The immediate implementation of the ‘Least Cost Long Term Solar Power Generation Plan’ will save a total of Rs 266 billion for the Sri Lankan economy, the Secretary of the Solar Industries Association (SIA), Lakmal Fernando claimed today (18).
He said this at a SIA Press conference held in Colombo.
Fernando further claimed that the proposed plan can also prevent a foreign currency outflow of approximately Rs 1,187 billion on emergency power purchases.
“The Ceylon Electricity Board (CEB) has been purchasing emergency power for the last four years. At this point, we can’t even call this recurring habit of power purchasing ‘emergency power’ anymore. According to our calculations, the Government has spent around Rs 1,187 billion for the last four years to purchase emergency power,” he added.

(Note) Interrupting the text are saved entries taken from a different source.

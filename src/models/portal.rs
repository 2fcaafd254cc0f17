use chrono::{DateTime, Utc};
use serde::{Deserialize, Serialize};

use super::impl_resource;

/// Localized text of a news item, page or training
#[derive(Debug, Clone, PartialEq, Serialize, Deserialize)]
#[serde(rename_all = "camelCase")]
pub struct Text {
    pub locale: String,
    pub format: String,
    pub title: String,
    pub summary: String,
    #[serde(default)]
    pub content: Option<String>,
    #[serde(default, skip_serializing_if = "Option::is_none")]
    pub original_summary: Option<String>,
    #[serde(default, skip_serializing_if = "Option::is_none")]
    pub original_content: Option<String>,
}

#[derive(Debug, Clone, PartialEq, Serialize, Deserialize)]
#[serde(rename_all = "camelCase")]
pub struct Application {
    #[serde(default, skip_serializing_if = "Option::is_none")]
    pub id: Option<String>,
    pub name: String,
    pub title: String,
    #[serde(default, skip_serializing_if = "Option::is_none")]
    pub short_description: Option<String>,
    #[serde(default, skip_serializing_if = "Option::is_none")]
    pub description: Option<String>,
    #[serde(default, skip_serializing_if = "Option::is_none")]
    pub remark: Option<String>,
    #[serde(default, skip_serializing_if = "Option::is_none")]
    pub news: Option<bool>,
    #[serde(default, skip_serializing_if = "Option::is_none")]
    pub events: Option<bool>,
    #[serde(default, skip_serializing_if = "Option::is_none")]
    pub pages: Option<bool>,
    #[serde(default, skip_serializing_if = "Option::is_none")]
    pub weight: Option<i64>,
}

#[derive(Debug, Clone, PartialEq, Serialize, Deserialize)]
#[serde(rename_all = "camelCase")]
pub struct NewsItem {
    #[serde(default, skip_serializing_if = "Option::is_none")]
    pub id: Option<String>,
    #[serde(default)]
    pub priority: i64,
    pub publish_date: DateTime<Utc>,
    #[serde(default)]
    pub end_date: Option<DateTime<Utc>>,
    #[serde(default)]
    pub enabled: bool,
    #[serde(default)]
    pub remark: String,
    #[serde(default)]
    pub promotion_end_date: Option<DateTime<Utc>>,
    pub texts: Vec<Text>,
    #[serde(default)]
    pub application: Option<Application>,
}

#[derive(Debug, Clone, PartialEq, Serialize, Deserialize)]
#[serde(rename_all = "camelCase")]
pub struct Page {
    #[serde(default, skip_serializing_if = "Option::is_none")]
    pub id: Option<String>,
    #[serde(default)]
    pub enabled: bool,
    #[serde(default)]
    pub priority: i64,
    #[serde(default)]
    pub remark: String,
    pub texts: Vec<Text>,
    #[serde(default)]
    pub application: Option<Application>,
}

impl_resource!(Application, "applications");
impl_resource!(NewsItem, "news_items");
impl_resource!(Page, "pages");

He further added that the savings of Rs 266 billion can be realized in another five years if the Government was to implement the proposed solar power generation plan immediately.
Fernando also said that the CEB would have received 1,550 mega watts (MW) from the pending 617 solar power applicants.
“The CEB is just sitting on these applications. If these 1,550 MW were in the system, we could have avoided these power cuts all together. Why are they not approving these applications? As the SIA, we have added 230 MW to the system, and if not for this addition, the power cuts would have been even longer. We are simply trying to increase this contribution,” he added.